Assignment - For the string "TDLearner", find every matching line in the records and copy it.

Dataset content -
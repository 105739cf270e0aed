//! Backward TD(0) learner.
//!
//! # Algorithm
//!
//! With records `0..N` (oldest first), tuple indices `I_k` and move rewards `r_k`:
//!
//! 1. The terminal after-state has value 0: zero `W[p][I_{N-1}[p]]` for every
//!    tuple `p`.
//! 2. For `k` from `N-2` down to `0`:
//!    - `td_error = V(I_{k+1}) - V(I_k) + r_{k+1}` using the current weights, so
//!      `V(I_{k+1})` already reflects the update made one step later
//!    - `W[p][I_k[p]] += alpha * td_error` for every tuple `p`
//!
//! Credit flows from the terminal state back to the first move of the episode.
//! The reward of move 0 is never used: no after-state precedes it.

use crate::evaluator::Evaluator;
use crate::learning::trajectory::Trajectory;
use crate::pattern::NUM_TUPLES;

/// Default step size.
pub const DEFAULT_ALPHA: f32 = 0.1 / 32.0;

/// Statistics from one backward pass.
#[derive(Clone, Debug, Default, PartialEq)]
pub struct TDUpdateStats {
    /// Number of records processed
    pub moves_processed: usize,
    /// Table entries written, terminal zeroing included
    pub entries_updated: u64,
    /// Mean |td_error| over the non-terminal records
    pub avg_td_error: f32,
    /// Max |td_error|
    pub max_td_error: f32,
    /// Entries reset to 0.0 because they became NaN or infinite
    pub recovered_entries: u64,
}

/// TD(0) learner with a fixed step size.
///
/// # Example
///
/// ```
/// use tdl2048::evaluator::Evaluator;
/// use tdl2048::learning::{AfterstateRecord, TDLearner, Trajectory};
///
/// let mut evaluator = Evaluator::new();
/// let mut trajectory = Trajectory::new();
/// trajectory.push(AfterstateRecord::new([1; 8], 0.0));
/// trajectory.push(AfterstateRecord::new([2; 8], 3.0));
///
/// let stats = TDLearner::default().update(&trajectory, &mut evaluator);
/// assert_eq!(stats.moves_processed, 2);
/// assert!(evaluator.evaluate_indices(&[1; 8]) > 0.0);
/// ```
#[derive(Clone, Copy, Debug, PartialEq)]
pub struct TDLearner {
    alpha: f32,
}

impl Default for TDLearner {
    fn default() -> Self {
        Self::new(DEFAULT_ALPHA)
    }
}

impl TDLearner {
    pub fn new(alpha: f32) -> Self {
        Self { alpha }
    }

    /// Run the backward pass over a finished episode.
    ///
    /// The trajectory is left as is; the caller discards it.
    pub fn update(&self, trajectory: &Trajectory, evaluator: &mut Evaluator) -> TDUpdateStats {
        let records = trajectory.records();
        let Some(terminal) = records.last() else {
            return TDUpdateStats::default();
        };

        let mut stats = TDUpdateStats {
            moves_processed: records.len(),
            ..TDUpdateStats::default()
        };

        let weights = evaluator.weights_mut();
        for (table, &index) in terminal.indices.iter().enumerate() {
            weights.set(table, index, 0.0);
        }
        stats.entries_updated += NUM_TUPLES as u64;

        let mut total_td_error = 0.0f32;

        for pair in records.windows(2).rev() {
            let (current, next) = (&pair[0], &pair[1]);

            let td_error = evaluator.evaluate_indices(&next.indices)
                - evaluator.evaluate_indices(&current.indices)
                + next.reward;
            let delta = self.alpha * td_error;

            let weights = evaluator.weights_mut();
            for (table, &index) in current.indices.iter().enumerate() {
                weights.add(table, index, delta);
                if !weights.get(table, index).is_finite() {
                    weights.set(table, index, 0.0);
                    stats.recovered_entries += 1;
                }
            }
            stats.entries_updated += NUM_TUPLES as u64;

            total_td_error += td_error.abs();
            stats.max_td_error = stats.max_td_error.max(td_error.abs());
        }

        if records.len() > 1 {
            stats.avg_td_error = total_td_error / (records.len() - 1) as f32;
        }

        if stats.recovered_entries > 0 {
            log::warn!(
                "TD update produced {} non-finite weights; reset to 0.0",
                stats.recovered_entries
            );
        }

        stats
    }

    /// Step size.
    #[inline]
    pub fn alpha(&self) -> f32 {
        self.alpha
    }

    pub fn set_alpha(&mut self, alpha: f32) {
        self.alpha = alpha;
    }
}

Reply -
/// use tdl2048::learning::{AfterstateRecord, TDLearner, Trajectory};
/// let stats = TDLearner::default().update(&trajectory, &mut evaluator);
pub struct TDLearner {
impl Default for TDLearner {
impl TDLearner {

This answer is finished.